▶ **Dataset records**
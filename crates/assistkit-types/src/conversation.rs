use serde::{Deserialize, Serialize};
use uuid::Uuid;

use std::fmt;
use std::str::FromStr;

/// Unique identifier for a conversation, wrapping a UUID v7 (time-sortable).
#[derive(Debug, Clone, Copy, PartialEq, Eq, Hash, Serialize, Deserialize)]
pub struct ConversationId(pub Uuid);

impl ConversationId {
    /// Create a new ConversationId using UUID v7.
    pub fn new() -> Self {
        Self(Uuid::now_v7())
    }

    /// Create a ConversationId from an existing UUID.
    pub fn from_uuid(uuid: Uuid) -> Self {
        Self(uuid)
    }
}

impl Default for ConversationId {
    fn default() -> Self {
        Self::new()
    }
}

impl fmt::Display for ConversationId {
    fn fmt(&self, f: &mut fmt::Formatter<'_>) -> fmt::Result {
        write!(f, "{}", self.0)
    }
}

impl FromStr for ConversationId {
    type Err = uuid::Error;

    fn from_str(s: &str) -> Result<Self, Self::Err> {
        Ok(Self(Uuid::parse_str(s)?))
    }
}

/// Host-supplied handle for one end-user conversation.
///
/// The host owns conversation lifecycle and storage; assistant components
/// only use this to locate per-conversation files.
#[derive(Debug, Clone, PartialEq, Eq, Serialize, Deserialize)]
pub struct ConversationContext {
    /// Identifier of the assistant instance serving the conversation.
    pub assistant_id: String,
    pub conversation_id: ConversationId,
    #[serde(default, skip_serializing_if = "Option::is_none")]
    pub title: Option<String>,
}

impl ConversationContext {
    pub fn new(assistant_id: impl Into<String>, conversation_id: ConversationId) -> Self {
        Self {
            assistant_id: assistant_id.into(),
            conversation_id,
            title: None,
        }
    }

    pub fn with_title(mut self, title: impl Into<String>) -> Self {
        self.title = Some(title.into());
        self
    }
}
//! Infrastructure layer for assistkit.
//!
//! Contains implementations of the ports defined in `assistkit-core`:
//! the file-backed state inspector, local filesystem access, SHA-256 hashing,
//! configuration loading, and OpenAI / Azure OpenAI chat clients with Azure
//! identity token acquisition.

pub mod config;
pub mod crypto;
pub mod filesystem;
pub mod inspector;
pub mod llm;
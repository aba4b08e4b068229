//! Filesystem adapters for assistkit.
//!
//! Implements the `FileSystem` trait from `assistkit-core` for real
//! filesystem I/O, and the per-conversation storage layout.

use std::path::{Path, PathBuf};

use assistkit_core::service::fs::FileSystem;
use assistkit_types::conversation::ConversationContext;

/// Local filesystem implementation of the `FileSystem` trait.
///
/// All operations go through `tokio::fs` for async I/O.
#[derive(Debug, Clone, Copy, Default)]
pub struct LocalFileSystem;

impl LocalFileSystem {
    pub fn new() -> Self {
        Self
    }

    /// Compute the assistant directory path: `{data_dir}/assistants/{assistant_id}/`.
    pub fn assistant_dir(data_dir: &Path, assistant_id: &str) -> PathBuf {
        data_dir.join("assistants").join(assistant_id)
    }

    /// Compute the conversation storage directory:
    /// `{data_dir}/assistants/{assistant_id}/conversations/{conversation_id}/`.
    pub fn conversation_dir(data_dir: &Path, context: &ConversationContext) -> PathBuf {
        Self::assistant_dir(data_dir, &context.assistant_id)
            .join("conversations")
            .join(context.conversation_id.to_string())
    }
}

impl FileSystem for LocalFileSystem {
    async fn read_file(&self, path: &Path) -> Result<String, std::io::Error> {
        tokio::fs::read_to_string(path).await
    }
}

/// Resolve the data directory from environment or platform defaults.
///
/// Priority:
/// 1. `ASSISTKIT_DATA_DIR` environment variable
/// 2. `~/.assistkit`
/// 3. `.assistkit` in the current directory
pub fn resolve_data_dir() -> PathBuf {
    if let Ok(dir) = std::env::var("ASSISTKIT_DATA_DIR") {
        return PathBuf::from(dir);
    }

    if let Some(home) = dirs::home_dir() {
        return home.join(".assistkit");
    }

    PathBuf::from(".assistkit")
}

#[cfg(test)]
mod tests {
    use super::*;
    use assistkit_types::conversation::ConversationId;
    use tempfile::tempdir;

    #[tokio::test]
    async fn test_read_file() {
        let dir = tempdir().unwrap();
        let file_path = dir.path().join("state.json");
        tokio::fs::write(&file_path, "{}").await.unwrap();

        let content = LocalFileSystem::new().read_file(&file_path).await.unwrap();
        assert_eq!(content, "{}");
    }

    #[tokio::test]
    async fn test_read_missing_file_is_not_found() {
        let dir = tempdir().unwrap();
        let err = LocalFileSystem::new()
            .read_file(&dir.path().join("missing.json"))
            .await
            .unwrap_err();
        assert_eq!(err.kind(), std::io::ErrorKind::NotFound);
    }

    #[test]
    fn test_conversation_dir_layout() {
        let id = ConversationId::new();
        let ctx = ConversationContext::new("prospector", id.clone());
        let dir = LocalFileSystem::conversation_dir(Path::new("/data"), &ctx);
        assert_eq!(
            dir,
            PathBuf::from(format!("/data/assistants/prospector/conversations/{id}"))
        );
    }
}
//! Inspector implementations.

pub mod file_state;

pub use file_state::FileStateInspector;
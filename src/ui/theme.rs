use crate::parse::{Diagnostic, DiagnosticKind};
use owo_colors::{OwoColorize, Style};
use std::sync::OnceLock;

static THEME: OnceLock<Theme> = OnceLock::new();

#[derive(Debug, Clone)]
pub struct Theme {
    pub header: Style,
    pub success: Style,
    pub error: Style,
    pub warn: Style,
    pub info: Style,
    pub dim: Style,
    /// Source file paths in parse reports
    pub path: Style,
    /// `line:column` prefix of a diagnostic
    pub location: Style,
    /// Offending source text or the missing node kind
    pub snippet: Style,
}

impl Theme {
    /// Colors only when stdout is a terminal and `NO_COLOR` is unset.
    pub fn detect() -> Self {
        let no_color = std::env::var_os("NO_COLOR").is_some_and(|v| !v.is_empty());
        Self::for_terminal(console::Term::stdout().is_term(), no_color)
    }

    pub fn for_terminal(is_term: bool, no_color: bool) -> Self {
        if is_term && !no_color {
            Self::colored()
        } else {
            Self::plain()
        }
    }

    pub fn colored() -> Self {
        Self {
            header: Style::new().cyan().bold(),
            success: Style::new().green().bold(),
            error: Style::new().red().bold(),
            warn: Style::new().yellow().bold(),
            info: Style::new().magenta(),
            dim: Style::new().white().dimmed(),
            path: Style::new().bold().underline(),
            location: Style::new().blue(),
            snippet: Style::new().yellow(),
        }
    }

    pub fn plain() -> Self {
        Self {
            header: Style::new(),
            success: Style::new(),
            error: Style::new(),
            warn: Style::new(),
            info: Style::new(),
            dim: Style::new(),
            path: Style::new(),
            location: Style::new(),
            snippet: Style::new(),
        }
    }

    /// A diagnostic as printed under its file. Uncolored output matches the
    /// diagnostic's `Display`.
    pub fn diagnostic(&self, diagnostic: &Diagnostic) -> String {
        let location = format!("{}:{}:", diagnostic.line, diagnostic.column);
        let (message, snippet) = match &diagnostic.kind {
            DiagnosticKind::Error => ("syntax error near", diagnostic.text.as_str()),
            DiagnosticKind::Missing(kind) => ("missing", kind.as_str()),
        };
        format!(
            "{} {} `{}`",
            location.style(self.location.clone()),
            message.style(self.error.clone()),
            snippet.style(self.snippet.clone())
        )
    }
}

pub fn theme() -> &'static Theme {
    THEME.get_or_init(Theme::detect)
}

#[cfg(test)]
mod tests {
    use super::*;

    fn sample() -> Vec<Diagnostic> {
        vec![
            Diagnostic {
                kind: DiagnosticKind::Error,
                line: 2,
                column: 5,
                text: "ret )".to_string(),
            },
            Diagnostic {
                kind: DiagnosticKind::Missing("}".to_string()),
                line: 9,
                column: 1,
                text: String::new(),
            },
        ]
    }

    #[test]
    fn test_plain_diagnostic_matches_display() {
        let theme = Theme::plain();
        for d in sample() {
            assert_eq!(theme.diagnostic(&d), d.to_string());
        }
    }

    #[test]
    fn test_colored_diagnostic_is_styled() {
        let d = &sample()[0];
        let rendered = Theme::colored().diagnostic(d);
        assert!(rendered.contains('\u{1b}'));
        assert!(rendered.contains("ret )"));
        assert_ne!(rendered, d.to_string());
    }

    #[test]
    fn test_no_color_disables_styles() {
        let d = &sample()[1];
        assert_eq!(Theme::for_terminal(true, true).diagnostic(d), d.to_string());
        assert_eq!(Theme::for_terminal(false, false).diagnostic(d), d.to_string());
        assert_ne!(Theme::for_terminal(true, false).diagnostic(d), d.to_string());
    }
}
use ignore::WalkBuilder;
use ignore::gitignore::{Gitignore, GitignoreBuilder};
use std::path::{Path, PathBuf};
use std::sync::Arc;

pub struct IgnoreFilter {
    inner: Gitignore,
}

impl IgnoreFilter {
    pub fn new(root: &Path, extra_excludes: Option<&[String]>) -> Self {
        let mut builder = GitignoreBuilder::new(root);

        // 1. Load from .gitignore and .ignore
        builder.add(root.join(".gitignore"));
        builder.add(root.join(".ignore"));

        // 2. Add defaults (global)
        let defaults = [
            // Build output of the Sea compiler and the grammar toolchain
            "target/", "build/", "out/", "node_modules/", ".git/",
            // Generated C
            "*.c", "*.h", "*.o", "*.a", "*.so", "*.dylib", "*.dll", "*.wasm",
        ];

        for pattern in defaults {
            // Static patterns, always valid
            builder.add_line(None, pattern).ok();
        }

        // 3. Add user config excludes
        if let Some(excludes) = extra_excludes {
            for pattern in excludes {
                if let Err(e) = builder.add_line(None, pattern) {
                    tracing::warn!("Ignoring invalid exclude pattern {:?}: {}", pattern, e);
                }
            }
        }

        Self {
            inner: builder.build().unwrap_or_else(|_| Gitignore::empty()),
        }
    }

    pub fn is_ignored(&self, path: &Path, is_dir: bool) -> bool {
        self.inner.matched(path, is_dir).is_ignore()
    }
}

/// Collect every file under `root` that is not ignored, sorted by path.
///
/// A `root` that is itself a file is returned as is.
pub fn collect_files(root: &Path, extra_excludes: Option<&[String]>) -> Vec<PathBuf> {
    if root.is_file() {
        return vec![root.to_path_buf()];
    }

    let filter = Arc::new(IgnoreFilter::new(root, extra_excludes));
    let mut files: Vec<PathBuf> = WalkBuilder::new(root)
        .standard_filters(false)
        .filter_entry(move |entry| {
            let is_dir = entry.file_type().is_some_and(|t| t.is_dir());
            entry.depth() == 0 || !filter.is_ignored(entry.path(), is_dir)
        })
        .build()
        .filter_map(|entry| entry.ok())
        .filter(|entry| entry.file_type().is_some_and(|t| t.is_file()))
        .map(|entry| entry.into_path())
        .collect();

    files.sort();
    files
}
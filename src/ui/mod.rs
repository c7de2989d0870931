pub mod icons;
pub mod output;
pub mod progress;
pub mod table;
pub mod theme;

pub use icons::Icons;
pub use output::{dim, header, info, section, success, warn};
pub use progress::ParseProgress;
pub use table::{TableBuilder, stats_table};
pub use theme::{Theme, theme};
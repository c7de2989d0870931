use serde::{Deserialize, Serialize};
use std::path::{Path, PathBuf};

#[derive(Debug, Clone, Serialize, Deserialize, PartialEq)]
#[serde(default)]
pub struct SeaConfig {
    /// File extensions treated as Sea source
    pub extensions: Vec<String>,
    /// Extra gitignore-style patterns skipped when walking directories
    pub exclude: Vec<String>,
    /// Grammar library to load instead of the built-in grammar
    #[serde(skip_serializing_if = "Option::is_none")]
    pub library: Option<PathBuf>,
    /// Worker threads for batch parsing (0 = available parallelism)
    pub threads: usize,
}

impl Default for SeaConfig {
    fn default() -> Self {
        Self {
            extensions: vec!["sea".to_string()],
            exclude: Vec::new(),
            library: None,
            threads: 0,
        }
    }
}

impl SeaConfig {
    pub fn is_sea_file(&self, path: &Path) -> bool {
        path.extension()
            .and_then(|e| e.to_str())
            .is_some_and(|ext| self.extensions.iter().any(|known| known == ext))
    }

    pub fn worker_count(&self) -> usize {
        if self.threads > 0 {
            return self.threads;
        }
        std::thread::available_parallelism()
            .map(|n| n.get())
            .unwrap_or(1)
    }
}

pub fn default_config_path() -> PathBuf {
    PathBuf::from("sea.toml")
}

pub fn load_config(path: Option<&Path>) -> anyhow::Result<Option<SeaConfig>> {
    let path = path.map(Path::to_path_buf).unwrap_or_else(default_config_path);
    if !path.exists() {
        return Ok(None);
    }

    let contents = std::fs::read_to_string(&path)?;
    let config: SeaConfig = toml::from_str(&contents)?;
    tracing::debug!("Loaded config from {}", path.display());
    Ok(Some(config))
}

/// Config for a command run. A file named with `--config` must exist; the
/// default `sea.toml` may be absent.
pub fn resolve_config(explicit: Option<&Path>) -> anyhow::Result<SeaConfig> {
    if let Some(path) = explicit {
        if !path.is_file() {
            anyhow::bail!("config file {} does not exist", path.display());
        }
    }
    Ok(load_config(explicit)?.unwrap_or_default())
}

pub fn write_config(path: &Path, config: &SeaConfig, force: bool) -> anyhow::Result<()> {
    if path.exists() && !force {
        anyhow::bail!("config already exists at {} (use --force to overwrite)", path.display());
    }

    let contents = toml::to_string_pretty(config)?;
    std::fs::write(path, contents)?;
    Ok(())
}

#[cfg(test)]
mod tests {
    use super::*;

    #[test]
    fn test_missing_config_is_none() {
        let dir = tempfile::tempdir().unwrap();
        let loaded = load_config(Some(&dir.path().join("sea.toml"))).unwrap();
        assert!(loaded.is_none());
    }

    #[test]
    fn test_write_then_load() {
        let dir = tempfile::tempdir().unwrap();
        let path = dir.path().join("sea.toml");
        let config = SeaConfig {
            exclude: vec!["generated/".to_string()],
            threads: 2,
            ..SeaConfig::default()
        };

        write_config(&path, &config, false).unwrap();
        assert!(write_config(&path, &config, false).is_err());
        write_config(&path, &config, true).unwrap();

        let loaded = load_config(Some(&path)).unwrap().unwrap();
        assert_eq!(loaded, config);
    }

    #[test]
    fn test_explicit_config_must_exist() {
        let dir = tempfile::tempdir().unwrap();
        let missing = dir.path().join("nope.toml");
        let err = resolve_config(Some(&missing)).unwrap_err();
        assert!(err.to_string().contains("does not exist"));

        let path = dir.path().join("sea.toml");
        std::fs::write(&path, "threads = 3\n").unwrap();
        assert_eq!(resolve_config(Some(&path)).unwrap().threads, 3);
    }

    #[test]
    fn test_invalid_config_can_be_overwritten() {
        let dir = tempfile::tempdir().unwrap();
        let path = dir.path().join("sea.toml");
        std::fs::write(&path, "threads = \"many\"\n").unwrap();
        assert!(resolve_config(Some(&path)).is_err());

        write_config(&path, &SeaConfig::default(), true).unwrap();
        assert_eq!(resolve_config(Some(&path)).unwrap(), SeaConfig::default());
    }

    #[test]
    fn test_partial_config_uses_defaults() {
        let config: SeaConfig = toml::from_str("threads = 4\n").unwrap();
        assert_eq!(config.extensions, vec!["sea".to_string()]);
        assert_eq!(config.worker_count(), 4);
        assert!(config.is_sea_file(Path::new("src/main.sea")));
        assert!(!config.is_sea_file(Path::new("src/main.c")));
    }
}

▶ **WORK ITEM**
Could you retype exactly the lines above, starting at the line that contains "self.title = Some(title.into());" and ending at the line that contains "Self::assistant_dir(data_dir, &context.assistant_id)", and nothing more?

▶ **RESULT OF THE EXERCISE**
        self.title = Some(title.into());
        self
    }
}
//! Infrastructure layer for assistkit.
//!
//! Contains implementations of the ports defined in `assistkit-core`:
//! the file-backed state inspector, local filesystem access, SHA-256 hashing,
//! configuration loading, and OpenAI / Azure OpenAI chat clients with Azure
//! identity token acquisition.

pub mod config;
pub mod crypto;
pub mod filesystem;
pub mod inspector;
pub mod llm;
repository aba4b08e4b068229
//! Filesystem adapters for assistkit.
//!
//! Implements the `FileSystem` trait from `assistkit-core` for real
//! filesystem I/O, and the per-conversation storage layout.

use std::path::{Path, PathBuf};

use assistkit_core::service::fs::FileSystem;
use assistkit_types::conversation::ConversationContext;

/// Local filesystem implementation of the `FileSystem` trait.
///
/// All operations go through `tokio::fs` for async I/O.
#[derive(Debug, Clone, Copy, Default)]
pub struct LocalFileSystem;

impl LocalFileSystem {
    pub fn new() -> Self {
        Self
    }

    /// Compute the assistant directory path: `{data_dir}/assistants/{assistant_id}/`.
    pub fn assistant_dir(data_dir: &Path, assistant_id: &str) -> PathBuf {
        data_dir.join("assistants").join(assistant_id)
    }

    /// Compute the conversation storage directory:
    /// `{data_dir}/assistants/{assistant_id}/conversations/{conversation_id}/`.
    pub fn conversation_dir(data_dir: &Path, context: &ConversationContext) -> PathBuf {
        Self::assistant_dir(data_dir, &context.assistant_id)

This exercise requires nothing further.